WHAT YOU HAVE TO DO: Once a line is found to contain "Instant", copy it out of the listing.

PROVIDED RECORDS:

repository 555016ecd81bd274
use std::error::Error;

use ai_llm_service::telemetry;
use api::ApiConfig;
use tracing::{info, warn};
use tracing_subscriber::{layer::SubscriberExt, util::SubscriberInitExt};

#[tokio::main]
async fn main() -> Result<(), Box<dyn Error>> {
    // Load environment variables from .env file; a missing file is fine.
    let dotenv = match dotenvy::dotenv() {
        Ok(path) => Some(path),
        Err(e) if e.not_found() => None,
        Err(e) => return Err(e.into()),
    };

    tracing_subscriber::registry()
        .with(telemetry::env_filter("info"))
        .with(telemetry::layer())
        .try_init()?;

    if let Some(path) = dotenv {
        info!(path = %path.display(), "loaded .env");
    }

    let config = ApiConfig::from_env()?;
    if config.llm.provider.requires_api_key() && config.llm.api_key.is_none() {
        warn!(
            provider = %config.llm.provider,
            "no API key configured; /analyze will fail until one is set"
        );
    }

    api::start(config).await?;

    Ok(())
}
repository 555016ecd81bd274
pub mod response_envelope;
* * *
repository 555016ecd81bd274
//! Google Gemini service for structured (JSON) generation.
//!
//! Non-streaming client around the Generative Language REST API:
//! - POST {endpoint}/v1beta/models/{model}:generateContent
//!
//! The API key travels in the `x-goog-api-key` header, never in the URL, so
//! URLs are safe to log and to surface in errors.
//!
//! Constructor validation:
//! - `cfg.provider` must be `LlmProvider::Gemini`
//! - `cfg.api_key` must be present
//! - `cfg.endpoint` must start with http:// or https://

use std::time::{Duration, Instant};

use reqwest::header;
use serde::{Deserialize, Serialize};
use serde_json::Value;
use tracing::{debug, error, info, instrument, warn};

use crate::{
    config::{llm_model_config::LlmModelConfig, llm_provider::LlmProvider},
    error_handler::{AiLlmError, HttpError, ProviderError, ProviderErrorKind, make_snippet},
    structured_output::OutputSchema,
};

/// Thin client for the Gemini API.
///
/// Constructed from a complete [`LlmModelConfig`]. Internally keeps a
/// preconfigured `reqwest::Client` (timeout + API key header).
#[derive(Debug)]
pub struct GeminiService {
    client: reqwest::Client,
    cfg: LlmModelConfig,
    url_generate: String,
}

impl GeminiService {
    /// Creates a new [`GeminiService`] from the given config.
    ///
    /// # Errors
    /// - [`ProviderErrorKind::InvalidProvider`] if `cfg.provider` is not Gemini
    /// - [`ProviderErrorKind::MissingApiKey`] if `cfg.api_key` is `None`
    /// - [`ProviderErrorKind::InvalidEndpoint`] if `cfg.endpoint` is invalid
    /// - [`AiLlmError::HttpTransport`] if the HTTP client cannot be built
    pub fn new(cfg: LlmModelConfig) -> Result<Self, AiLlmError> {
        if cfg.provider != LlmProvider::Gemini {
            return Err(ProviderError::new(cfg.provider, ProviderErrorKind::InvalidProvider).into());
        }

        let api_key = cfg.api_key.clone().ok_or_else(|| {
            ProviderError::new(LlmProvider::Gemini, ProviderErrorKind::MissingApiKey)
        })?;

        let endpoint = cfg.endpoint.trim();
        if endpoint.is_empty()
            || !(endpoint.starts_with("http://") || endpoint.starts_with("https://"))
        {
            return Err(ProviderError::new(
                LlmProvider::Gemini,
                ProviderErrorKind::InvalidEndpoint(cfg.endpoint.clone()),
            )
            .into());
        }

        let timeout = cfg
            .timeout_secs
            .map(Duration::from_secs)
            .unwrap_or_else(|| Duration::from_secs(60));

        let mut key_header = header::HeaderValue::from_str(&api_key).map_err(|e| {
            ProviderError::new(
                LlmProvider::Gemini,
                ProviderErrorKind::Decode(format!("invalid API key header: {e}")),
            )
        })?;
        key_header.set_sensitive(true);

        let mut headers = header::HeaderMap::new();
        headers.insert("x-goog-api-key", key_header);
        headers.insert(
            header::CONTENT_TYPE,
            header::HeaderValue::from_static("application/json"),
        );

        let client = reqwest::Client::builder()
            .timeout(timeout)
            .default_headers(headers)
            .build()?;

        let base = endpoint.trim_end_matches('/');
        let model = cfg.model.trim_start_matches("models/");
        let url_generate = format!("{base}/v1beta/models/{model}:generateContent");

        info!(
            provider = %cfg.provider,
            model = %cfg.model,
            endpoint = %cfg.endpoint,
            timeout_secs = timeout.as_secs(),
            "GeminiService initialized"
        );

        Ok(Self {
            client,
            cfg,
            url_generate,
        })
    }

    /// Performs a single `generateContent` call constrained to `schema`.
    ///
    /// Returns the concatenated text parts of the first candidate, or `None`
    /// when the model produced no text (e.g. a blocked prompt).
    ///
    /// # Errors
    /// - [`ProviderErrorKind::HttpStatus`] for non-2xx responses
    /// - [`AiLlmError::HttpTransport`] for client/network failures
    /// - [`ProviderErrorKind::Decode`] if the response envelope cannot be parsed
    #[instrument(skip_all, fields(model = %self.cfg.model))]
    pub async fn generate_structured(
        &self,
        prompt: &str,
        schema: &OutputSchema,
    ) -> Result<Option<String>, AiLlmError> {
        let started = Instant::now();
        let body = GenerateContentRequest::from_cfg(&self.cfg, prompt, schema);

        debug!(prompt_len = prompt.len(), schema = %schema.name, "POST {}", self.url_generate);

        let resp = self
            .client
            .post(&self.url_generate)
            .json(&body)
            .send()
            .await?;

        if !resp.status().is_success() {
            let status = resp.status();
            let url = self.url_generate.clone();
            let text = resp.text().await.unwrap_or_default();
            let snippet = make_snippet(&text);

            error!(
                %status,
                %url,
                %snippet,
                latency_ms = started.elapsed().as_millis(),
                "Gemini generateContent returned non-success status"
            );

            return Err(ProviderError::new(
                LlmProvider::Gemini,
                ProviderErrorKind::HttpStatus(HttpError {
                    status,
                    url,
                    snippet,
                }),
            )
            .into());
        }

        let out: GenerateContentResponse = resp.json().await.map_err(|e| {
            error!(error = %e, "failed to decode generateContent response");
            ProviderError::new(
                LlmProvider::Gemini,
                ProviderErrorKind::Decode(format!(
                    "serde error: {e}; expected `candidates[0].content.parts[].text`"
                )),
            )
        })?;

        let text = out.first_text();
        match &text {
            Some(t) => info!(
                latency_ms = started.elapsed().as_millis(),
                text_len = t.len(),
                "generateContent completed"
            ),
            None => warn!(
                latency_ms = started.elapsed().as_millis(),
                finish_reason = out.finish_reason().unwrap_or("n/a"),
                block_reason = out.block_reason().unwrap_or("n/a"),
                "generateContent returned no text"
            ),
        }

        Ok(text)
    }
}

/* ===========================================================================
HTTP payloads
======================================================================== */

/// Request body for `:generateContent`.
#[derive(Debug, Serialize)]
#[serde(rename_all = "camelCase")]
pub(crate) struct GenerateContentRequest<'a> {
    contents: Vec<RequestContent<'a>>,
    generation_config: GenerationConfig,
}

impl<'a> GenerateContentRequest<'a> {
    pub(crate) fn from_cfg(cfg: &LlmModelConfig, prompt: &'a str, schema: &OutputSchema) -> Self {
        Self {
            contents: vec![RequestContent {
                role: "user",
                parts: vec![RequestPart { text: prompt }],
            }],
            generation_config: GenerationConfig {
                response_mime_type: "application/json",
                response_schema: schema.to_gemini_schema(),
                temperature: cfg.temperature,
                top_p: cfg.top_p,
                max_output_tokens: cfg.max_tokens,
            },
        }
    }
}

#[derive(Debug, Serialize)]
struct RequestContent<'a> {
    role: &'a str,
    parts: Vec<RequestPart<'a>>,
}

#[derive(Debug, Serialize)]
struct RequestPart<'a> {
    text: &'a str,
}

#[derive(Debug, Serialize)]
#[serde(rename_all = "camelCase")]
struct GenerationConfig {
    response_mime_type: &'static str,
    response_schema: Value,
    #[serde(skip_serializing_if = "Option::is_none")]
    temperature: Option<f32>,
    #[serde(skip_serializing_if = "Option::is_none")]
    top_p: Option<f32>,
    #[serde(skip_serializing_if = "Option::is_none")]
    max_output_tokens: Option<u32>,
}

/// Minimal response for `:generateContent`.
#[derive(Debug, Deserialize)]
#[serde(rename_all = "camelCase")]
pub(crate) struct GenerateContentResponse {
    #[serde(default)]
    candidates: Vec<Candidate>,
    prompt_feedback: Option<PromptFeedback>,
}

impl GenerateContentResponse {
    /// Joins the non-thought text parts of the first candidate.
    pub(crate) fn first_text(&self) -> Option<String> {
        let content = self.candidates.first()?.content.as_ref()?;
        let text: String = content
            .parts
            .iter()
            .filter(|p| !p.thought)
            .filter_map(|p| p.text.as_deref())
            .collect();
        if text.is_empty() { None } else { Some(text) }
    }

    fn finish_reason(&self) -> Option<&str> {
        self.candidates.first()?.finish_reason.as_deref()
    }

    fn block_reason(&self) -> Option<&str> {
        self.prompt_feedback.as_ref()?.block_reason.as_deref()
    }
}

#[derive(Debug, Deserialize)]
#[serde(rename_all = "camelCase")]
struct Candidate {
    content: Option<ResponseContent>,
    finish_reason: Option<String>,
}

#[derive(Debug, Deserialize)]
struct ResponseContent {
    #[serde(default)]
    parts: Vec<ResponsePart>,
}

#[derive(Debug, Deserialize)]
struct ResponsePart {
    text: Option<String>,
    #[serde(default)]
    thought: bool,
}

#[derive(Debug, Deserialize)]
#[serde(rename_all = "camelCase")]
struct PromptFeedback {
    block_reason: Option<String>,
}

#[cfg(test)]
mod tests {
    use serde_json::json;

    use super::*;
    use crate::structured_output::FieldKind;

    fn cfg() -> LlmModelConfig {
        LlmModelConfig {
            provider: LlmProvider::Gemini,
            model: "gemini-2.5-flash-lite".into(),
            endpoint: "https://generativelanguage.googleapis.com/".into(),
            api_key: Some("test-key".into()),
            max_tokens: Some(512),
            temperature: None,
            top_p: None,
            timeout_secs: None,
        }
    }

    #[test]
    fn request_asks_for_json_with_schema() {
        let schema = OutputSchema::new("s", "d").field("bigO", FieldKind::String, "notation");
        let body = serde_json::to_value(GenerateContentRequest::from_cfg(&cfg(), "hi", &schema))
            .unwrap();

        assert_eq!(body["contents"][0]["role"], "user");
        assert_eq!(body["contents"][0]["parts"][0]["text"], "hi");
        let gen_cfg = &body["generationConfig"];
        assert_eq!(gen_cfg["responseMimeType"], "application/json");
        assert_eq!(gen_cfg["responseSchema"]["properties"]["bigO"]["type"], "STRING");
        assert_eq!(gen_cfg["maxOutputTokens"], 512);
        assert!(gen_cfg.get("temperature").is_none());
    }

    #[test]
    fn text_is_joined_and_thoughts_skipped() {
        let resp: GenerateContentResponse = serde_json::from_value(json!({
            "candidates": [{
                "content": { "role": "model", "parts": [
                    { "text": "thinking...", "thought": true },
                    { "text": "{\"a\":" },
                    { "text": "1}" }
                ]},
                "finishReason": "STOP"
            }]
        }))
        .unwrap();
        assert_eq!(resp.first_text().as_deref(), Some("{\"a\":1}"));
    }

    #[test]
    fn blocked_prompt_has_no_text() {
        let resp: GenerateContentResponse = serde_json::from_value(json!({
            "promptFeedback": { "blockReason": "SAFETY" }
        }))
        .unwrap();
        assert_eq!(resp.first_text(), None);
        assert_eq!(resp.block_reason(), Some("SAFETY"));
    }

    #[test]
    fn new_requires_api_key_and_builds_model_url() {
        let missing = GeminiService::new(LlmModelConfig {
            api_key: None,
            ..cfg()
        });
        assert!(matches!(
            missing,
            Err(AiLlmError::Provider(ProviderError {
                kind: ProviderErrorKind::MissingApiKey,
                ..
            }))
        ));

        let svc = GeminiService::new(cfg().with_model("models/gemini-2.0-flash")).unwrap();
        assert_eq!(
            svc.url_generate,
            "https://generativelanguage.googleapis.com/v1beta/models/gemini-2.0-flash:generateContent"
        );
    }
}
* * *
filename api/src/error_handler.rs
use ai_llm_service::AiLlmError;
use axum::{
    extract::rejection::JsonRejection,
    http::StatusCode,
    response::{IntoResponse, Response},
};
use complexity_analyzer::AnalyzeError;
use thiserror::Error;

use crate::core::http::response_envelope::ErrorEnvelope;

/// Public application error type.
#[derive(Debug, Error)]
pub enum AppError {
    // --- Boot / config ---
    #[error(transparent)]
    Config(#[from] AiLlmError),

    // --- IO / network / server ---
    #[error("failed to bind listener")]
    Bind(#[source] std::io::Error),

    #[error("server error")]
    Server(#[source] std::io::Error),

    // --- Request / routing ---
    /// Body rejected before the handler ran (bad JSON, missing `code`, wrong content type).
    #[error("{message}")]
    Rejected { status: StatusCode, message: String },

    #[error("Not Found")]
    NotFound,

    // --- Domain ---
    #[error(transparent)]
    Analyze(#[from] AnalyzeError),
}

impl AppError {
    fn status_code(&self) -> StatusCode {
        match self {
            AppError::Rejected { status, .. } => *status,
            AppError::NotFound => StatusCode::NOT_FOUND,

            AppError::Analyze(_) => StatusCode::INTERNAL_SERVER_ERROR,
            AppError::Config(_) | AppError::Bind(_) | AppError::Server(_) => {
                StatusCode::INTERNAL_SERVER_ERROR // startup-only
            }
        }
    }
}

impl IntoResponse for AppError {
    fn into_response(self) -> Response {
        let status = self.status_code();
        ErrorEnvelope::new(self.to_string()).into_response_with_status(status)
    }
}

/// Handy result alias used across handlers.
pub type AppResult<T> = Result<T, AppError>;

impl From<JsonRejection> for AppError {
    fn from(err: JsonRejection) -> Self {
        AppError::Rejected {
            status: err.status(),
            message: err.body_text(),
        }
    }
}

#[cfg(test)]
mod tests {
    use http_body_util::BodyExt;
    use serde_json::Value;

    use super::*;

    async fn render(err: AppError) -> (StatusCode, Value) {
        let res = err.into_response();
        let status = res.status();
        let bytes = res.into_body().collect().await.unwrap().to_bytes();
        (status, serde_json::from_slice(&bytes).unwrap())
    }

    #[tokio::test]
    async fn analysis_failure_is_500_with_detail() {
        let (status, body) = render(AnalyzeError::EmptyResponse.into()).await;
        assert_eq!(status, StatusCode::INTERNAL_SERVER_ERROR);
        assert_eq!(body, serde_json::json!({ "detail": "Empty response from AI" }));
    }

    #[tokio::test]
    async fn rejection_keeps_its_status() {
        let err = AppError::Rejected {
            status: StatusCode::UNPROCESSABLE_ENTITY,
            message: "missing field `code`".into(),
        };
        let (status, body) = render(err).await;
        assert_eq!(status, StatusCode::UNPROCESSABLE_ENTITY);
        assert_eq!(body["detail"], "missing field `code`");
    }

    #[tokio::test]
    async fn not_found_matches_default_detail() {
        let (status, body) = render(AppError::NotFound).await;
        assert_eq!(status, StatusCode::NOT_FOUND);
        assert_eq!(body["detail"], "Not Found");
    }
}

TASK OUTPUT:
use std::time::{Duration, Instant};
        let started = Instant::now();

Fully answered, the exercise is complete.